What you are asked to do: Whichever lines include the word "MemoryStore", copy them as they appear in the data.

Source data:
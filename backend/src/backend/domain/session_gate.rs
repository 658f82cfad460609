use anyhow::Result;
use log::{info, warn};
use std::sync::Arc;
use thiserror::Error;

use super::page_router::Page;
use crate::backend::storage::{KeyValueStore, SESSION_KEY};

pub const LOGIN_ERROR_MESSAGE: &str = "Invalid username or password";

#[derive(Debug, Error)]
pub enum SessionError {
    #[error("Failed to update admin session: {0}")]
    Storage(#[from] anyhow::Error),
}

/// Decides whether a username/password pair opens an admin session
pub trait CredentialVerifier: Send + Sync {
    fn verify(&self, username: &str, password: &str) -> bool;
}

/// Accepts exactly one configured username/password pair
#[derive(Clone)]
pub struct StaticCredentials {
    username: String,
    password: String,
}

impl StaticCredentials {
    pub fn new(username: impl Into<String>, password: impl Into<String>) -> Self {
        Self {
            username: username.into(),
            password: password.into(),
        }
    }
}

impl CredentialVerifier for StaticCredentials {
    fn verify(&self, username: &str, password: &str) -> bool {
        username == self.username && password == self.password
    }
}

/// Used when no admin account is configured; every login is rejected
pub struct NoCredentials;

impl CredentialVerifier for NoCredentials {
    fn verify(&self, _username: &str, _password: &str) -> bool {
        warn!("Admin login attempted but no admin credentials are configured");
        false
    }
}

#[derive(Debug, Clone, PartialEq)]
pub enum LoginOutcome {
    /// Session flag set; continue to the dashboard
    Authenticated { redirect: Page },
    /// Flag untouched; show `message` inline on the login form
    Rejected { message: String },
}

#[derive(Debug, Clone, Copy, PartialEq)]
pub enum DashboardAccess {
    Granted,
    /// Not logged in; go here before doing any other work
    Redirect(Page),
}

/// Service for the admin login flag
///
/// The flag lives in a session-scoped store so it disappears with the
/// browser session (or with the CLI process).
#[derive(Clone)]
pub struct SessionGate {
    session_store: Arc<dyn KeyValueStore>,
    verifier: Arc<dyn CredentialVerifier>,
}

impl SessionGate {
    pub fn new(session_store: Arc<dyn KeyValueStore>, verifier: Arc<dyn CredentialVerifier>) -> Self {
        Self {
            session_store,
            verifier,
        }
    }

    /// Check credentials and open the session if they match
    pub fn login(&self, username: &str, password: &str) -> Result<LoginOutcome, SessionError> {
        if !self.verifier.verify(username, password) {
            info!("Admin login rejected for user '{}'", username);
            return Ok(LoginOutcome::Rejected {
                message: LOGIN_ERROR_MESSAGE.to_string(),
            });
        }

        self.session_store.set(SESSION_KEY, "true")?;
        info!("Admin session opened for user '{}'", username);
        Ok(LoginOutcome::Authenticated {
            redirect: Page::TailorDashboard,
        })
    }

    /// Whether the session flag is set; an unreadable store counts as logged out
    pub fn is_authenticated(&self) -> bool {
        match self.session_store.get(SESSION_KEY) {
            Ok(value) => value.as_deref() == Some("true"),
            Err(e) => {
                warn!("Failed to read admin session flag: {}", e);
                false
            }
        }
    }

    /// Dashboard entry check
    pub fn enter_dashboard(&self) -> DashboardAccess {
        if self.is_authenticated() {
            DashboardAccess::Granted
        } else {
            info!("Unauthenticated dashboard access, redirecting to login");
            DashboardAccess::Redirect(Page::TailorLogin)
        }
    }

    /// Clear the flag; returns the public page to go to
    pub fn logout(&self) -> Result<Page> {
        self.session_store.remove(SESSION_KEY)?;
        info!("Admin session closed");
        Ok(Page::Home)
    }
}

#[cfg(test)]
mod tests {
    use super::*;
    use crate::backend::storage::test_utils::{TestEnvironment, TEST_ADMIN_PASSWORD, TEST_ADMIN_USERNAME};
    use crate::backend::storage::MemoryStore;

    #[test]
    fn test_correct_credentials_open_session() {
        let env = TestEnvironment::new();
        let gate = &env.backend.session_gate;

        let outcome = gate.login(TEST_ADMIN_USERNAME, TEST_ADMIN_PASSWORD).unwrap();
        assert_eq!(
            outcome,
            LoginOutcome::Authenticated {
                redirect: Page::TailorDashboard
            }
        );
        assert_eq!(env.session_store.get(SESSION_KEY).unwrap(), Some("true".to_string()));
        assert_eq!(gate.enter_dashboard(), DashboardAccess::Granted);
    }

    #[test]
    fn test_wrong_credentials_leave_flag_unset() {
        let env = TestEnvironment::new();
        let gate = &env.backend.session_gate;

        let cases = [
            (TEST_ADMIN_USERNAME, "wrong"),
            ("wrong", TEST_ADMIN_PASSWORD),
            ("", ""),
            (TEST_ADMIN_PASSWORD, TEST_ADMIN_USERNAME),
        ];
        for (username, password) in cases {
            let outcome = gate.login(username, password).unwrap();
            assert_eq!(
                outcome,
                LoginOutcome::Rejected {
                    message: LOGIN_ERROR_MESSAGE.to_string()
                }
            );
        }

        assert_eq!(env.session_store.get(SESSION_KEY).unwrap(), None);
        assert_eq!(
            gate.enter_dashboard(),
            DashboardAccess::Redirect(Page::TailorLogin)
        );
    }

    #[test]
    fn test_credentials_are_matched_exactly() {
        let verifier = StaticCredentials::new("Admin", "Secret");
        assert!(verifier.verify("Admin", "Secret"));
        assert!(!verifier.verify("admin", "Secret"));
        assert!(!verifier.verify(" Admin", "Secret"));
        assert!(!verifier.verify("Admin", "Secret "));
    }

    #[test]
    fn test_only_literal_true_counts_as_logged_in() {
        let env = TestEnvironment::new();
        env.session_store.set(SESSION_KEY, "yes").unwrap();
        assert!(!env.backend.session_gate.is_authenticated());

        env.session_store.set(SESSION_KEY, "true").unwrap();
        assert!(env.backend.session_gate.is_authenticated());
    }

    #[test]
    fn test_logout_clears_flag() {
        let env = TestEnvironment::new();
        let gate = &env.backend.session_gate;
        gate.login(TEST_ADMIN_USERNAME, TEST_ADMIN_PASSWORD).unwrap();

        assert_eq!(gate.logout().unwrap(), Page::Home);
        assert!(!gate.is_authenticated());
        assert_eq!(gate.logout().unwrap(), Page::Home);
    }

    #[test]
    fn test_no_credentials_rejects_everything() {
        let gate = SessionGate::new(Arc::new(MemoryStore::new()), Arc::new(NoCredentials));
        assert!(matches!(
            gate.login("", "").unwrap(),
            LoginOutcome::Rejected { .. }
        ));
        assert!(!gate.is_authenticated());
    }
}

Reply:
    use crate::backend::storage::MemoryStore;
        let gate = SessionGate::new(Arc::new(MemoryStore::new()), Arc::new(NoCredentials));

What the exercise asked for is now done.